- Aim of the task: Among the entries below, find the line with "world.apply_commands(&mut buffer).unwrap();", then quote it and each following line up to and including the line with "buffer.spawn((Tag(2),));", and nothing else.

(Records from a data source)
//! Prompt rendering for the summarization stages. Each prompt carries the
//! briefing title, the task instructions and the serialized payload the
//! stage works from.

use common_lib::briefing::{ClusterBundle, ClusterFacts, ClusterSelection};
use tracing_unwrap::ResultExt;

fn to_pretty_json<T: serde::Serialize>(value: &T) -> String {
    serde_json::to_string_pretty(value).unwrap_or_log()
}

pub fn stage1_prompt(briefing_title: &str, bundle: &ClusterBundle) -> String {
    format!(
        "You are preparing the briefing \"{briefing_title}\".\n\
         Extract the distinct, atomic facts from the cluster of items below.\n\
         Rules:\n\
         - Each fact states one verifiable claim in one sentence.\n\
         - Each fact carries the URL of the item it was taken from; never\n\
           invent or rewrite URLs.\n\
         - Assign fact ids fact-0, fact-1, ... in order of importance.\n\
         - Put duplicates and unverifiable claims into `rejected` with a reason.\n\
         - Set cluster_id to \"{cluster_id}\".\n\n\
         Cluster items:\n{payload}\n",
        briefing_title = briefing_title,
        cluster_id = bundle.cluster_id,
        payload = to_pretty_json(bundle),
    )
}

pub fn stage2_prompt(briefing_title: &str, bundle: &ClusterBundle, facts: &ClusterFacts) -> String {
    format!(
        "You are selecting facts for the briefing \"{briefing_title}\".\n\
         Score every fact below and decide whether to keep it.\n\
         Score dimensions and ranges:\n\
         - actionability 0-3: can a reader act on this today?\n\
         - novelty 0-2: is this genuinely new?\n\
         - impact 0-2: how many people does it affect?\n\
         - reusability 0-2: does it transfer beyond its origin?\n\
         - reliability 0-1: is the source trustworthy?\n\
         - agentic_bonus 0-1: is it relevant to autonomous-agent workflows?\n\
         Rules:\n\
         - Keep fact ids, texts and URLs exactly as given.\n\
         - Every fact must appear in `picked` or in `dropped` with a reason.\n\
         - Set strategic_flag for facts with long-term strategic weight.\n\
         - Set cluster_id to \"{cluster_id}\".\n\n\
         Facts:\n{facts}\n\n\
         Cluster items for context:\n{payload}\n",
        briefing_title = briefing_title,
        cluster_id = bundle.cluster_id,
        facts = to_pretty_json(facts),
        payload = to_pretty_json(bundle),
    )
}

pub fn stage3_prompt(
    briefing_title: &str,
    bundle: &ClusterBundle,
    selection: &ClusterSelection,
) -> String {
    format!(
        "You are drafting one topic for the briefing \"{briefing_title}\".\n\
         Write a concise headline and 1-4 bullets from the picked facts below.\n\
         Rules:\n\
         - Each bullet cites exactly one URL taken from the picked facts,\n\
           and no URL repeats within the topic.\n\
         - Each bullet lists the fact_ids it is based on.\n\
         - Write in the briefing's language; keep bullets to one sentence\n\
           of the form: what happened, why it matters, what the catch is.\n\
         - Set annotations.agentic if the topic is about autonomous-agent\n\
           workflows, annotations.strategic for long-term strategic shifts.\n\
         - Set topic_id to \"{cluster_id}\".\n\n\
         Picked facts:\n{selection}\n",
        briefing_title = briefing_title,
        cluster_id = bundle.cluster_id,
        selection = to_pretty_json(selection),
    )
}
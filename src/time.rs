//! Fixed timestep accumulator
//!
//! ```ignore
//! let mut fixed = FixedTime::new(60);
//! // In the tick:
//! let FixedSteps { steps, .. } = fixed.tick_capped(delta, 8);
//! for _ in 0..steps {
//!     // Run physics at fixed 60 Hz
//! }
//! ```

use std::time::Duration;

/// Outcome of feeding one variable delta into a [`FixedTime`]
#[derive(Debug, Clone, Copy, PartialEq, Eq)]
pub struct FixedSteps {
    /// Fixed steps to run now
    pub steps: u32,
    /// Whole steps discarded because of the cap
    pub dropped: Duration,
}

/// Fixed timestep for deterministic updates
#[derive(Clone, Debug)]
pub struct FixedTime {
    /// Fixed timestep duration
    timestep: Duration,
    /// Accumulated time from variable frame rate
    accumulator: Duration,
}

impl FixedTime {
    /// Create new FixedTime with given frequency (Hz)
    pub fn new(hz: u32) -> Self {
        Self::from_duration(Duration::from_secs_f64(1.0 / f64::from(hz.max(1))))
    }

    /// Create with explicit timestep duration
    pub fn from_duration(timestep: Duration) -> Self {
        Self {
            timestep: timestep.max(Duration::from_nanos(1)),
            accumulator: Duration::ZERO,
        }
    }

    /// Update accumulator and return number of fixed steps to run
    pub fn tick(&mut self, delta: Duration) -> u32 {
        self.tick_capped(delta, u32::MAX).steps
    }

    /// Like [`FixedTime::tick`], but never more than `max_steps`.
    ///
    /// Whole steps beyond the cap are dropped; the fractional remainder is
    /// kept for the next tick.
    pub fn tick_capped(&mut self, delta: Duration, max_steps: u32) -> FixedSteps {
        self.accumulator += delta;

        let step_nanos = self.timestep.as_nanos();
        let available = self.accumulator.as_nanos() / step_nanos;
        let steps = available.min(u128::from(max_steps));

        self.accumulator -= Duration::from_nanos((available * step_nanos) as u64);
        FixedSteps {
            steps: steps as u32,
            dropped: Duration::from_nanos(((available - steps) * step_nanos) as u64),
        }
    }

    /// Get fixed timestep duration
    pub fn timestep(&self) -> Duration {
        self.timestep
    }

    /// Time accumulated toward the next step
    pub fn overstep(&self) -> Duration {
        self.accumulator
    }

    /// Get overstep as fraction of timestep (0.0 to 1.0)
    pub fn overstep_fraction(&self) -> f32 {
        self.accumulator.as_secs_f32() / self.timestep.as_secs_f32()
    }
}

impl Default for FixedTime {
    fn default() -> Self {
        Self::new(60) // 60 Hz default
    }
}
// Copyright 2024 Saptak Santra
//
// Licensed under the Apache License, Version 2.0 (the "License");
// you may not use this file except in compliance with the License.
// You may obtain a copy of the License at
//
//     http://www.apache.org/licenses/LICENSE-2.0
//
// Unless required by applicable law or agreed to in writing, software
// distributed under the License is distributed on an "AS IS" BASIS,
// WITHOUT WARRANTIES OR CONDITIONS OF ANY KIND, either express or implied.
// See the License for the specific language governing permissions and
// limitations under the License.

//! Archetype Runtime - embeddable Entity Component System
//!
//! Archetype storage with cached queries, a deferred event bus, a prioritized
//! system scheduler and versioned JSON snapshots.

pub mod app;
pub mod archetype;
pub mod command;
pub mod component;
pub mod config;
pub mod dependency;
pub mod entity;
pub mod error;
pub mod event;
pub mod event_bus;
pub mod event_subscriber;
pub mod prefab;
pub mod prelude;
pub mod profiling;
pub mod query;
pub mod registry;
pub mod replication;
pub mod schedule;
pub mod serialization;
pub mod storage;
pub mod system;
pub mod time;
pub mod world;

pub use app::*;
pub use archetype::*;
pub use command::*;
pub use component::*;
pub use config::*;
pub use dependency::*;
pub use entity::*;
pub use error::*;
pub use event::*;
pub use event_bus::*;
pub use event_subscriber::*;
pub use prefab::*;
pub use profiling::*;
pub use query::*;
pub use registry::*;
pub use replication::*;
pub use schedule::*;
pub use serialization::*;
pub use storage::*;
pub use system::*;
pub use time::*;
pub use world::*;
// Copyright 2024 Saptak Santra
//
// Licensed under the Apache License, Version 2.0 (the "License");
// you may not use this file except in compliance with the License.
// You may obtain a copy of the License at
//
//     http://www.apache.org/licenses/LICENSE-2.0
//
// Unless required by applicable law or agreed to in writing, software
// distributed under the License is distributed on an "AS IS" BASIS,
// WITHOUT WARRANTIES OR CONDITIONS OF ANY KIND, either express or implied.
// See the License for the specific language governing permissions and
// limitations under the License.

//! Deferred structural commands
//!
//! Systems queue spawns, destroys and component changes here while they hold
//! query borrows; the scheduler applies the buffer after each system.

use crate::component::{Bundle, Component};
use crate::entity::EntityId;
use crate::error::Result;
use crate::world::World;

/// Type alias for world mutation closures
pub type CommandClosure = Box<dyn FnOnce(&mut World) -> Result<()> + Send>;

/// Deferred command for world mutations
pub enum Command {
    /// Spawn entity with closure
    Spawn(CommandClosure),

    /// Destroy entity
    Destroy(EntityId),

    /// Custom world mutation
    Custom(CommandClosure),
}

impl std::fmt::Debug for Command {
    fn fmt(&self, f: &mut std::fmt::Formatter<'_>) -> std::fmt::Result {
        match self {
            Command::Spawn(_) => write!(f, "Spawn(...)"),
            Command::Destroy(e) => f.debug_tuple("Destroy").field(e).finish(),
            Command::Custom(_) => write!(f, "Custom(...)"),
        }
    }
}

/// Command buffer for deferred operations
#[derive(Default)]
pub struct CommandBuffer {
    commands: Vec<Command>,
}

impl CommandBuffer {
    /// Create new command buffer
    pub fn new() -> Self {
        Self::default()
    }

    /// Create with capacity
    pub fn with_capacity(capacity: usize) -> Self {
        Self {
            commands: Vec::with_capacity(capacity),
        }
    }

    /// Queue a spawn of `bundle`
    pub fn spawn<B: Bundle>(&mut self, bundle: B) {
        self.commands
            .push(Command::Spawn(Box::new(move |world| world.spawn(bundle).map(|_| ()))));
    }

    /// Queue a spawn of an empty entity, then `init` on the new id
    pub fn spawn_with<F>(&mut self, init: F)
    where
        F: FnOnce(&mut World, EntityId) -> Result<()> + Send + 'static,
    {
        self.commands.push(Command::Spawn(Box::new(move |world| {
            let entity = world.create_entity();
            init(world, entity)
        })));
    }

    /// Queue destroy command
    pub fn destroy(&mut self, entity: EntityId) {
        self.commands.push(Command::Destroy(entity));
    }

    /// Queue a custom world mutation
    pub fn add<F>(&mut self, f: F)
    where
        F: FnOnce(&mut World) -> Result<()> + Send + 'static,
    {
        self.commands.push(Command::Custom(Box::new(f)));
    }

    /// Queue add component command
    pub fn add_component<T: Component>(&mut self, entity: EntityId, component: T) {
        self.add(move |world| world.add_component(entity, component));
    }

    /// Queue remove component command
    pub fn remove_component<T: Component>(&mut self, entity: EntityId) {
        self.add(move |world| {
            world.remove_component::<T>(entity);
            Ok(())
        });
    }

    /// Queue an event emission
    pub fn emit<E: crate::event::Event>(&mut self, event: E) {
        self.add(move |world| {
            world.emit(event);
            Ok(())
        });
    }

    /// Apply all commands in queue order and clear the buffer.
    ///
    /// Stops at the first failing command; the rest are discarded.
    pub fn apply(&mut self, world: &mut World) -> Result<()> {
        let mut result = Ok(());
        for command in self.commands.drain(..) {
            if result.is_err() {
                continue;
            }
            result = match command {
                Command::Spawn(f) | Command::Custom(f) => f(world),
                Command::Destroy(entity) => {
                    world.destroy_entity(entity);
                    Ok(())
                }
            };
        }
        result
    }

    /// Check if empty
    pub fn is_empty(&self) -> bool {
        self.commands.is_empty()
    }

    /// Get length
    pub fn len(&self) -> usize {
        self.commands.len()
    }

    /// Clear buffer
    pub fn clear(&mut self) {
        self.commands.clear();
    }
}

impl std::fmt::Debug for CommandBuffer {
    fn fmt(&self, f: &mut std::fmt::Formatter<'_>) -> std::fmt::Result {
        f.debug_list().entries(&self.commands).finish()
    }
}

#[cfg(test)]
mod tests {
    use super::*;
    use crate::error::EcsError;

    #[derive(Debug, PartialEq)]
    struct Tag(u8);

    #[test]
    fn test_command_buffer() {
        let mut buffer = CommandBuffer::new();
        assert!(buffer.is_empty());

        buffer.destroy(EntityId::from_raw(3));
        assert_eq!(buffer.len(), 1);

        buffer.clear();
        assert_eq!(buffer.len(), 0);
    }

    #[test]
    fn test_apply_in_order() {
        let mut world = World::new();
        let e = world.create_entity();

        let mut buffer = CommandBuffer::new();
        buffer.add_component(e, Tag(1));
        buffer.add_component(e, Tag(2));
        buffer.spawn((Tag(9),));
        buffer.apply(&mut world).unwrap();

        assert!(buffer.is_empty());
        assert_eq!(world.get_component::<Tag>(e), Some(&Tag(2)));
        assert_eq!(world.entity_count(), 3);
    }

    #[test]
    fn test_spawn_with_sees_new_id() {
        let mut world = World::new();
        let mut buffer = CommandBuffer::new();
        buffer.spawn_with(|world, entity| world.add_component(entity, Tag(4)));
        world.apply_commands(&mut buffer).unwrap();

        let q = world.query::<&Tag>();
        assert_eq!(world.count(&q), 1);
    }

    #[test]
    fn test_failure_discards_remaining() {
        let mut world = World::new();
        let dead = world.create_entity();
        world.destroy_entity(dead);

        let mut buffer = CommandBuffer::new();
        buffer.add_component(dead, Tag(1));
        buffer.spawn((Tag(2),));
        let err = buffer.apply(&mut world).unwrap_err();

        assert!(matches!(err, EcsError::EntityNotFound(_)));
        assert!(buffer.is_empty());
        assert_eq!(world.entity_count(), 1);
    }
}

- Task answer:
        world.apply_commands(&mut buffer).unwrap();

        let q = world.query::<&Tag>();
        assert_eq!(world.count(&q), 1);
    }

    #[test]
    fn test_failure_discards_remaining() {
        let mut world = World::new();
        let dead = world.create_entity();
        world.destroy_entity(dead);

        let mut buffer = CommandBuffer::new();
        buffer.add_component(dead, Tag(1));
        buffer.spawn((Tag(2),));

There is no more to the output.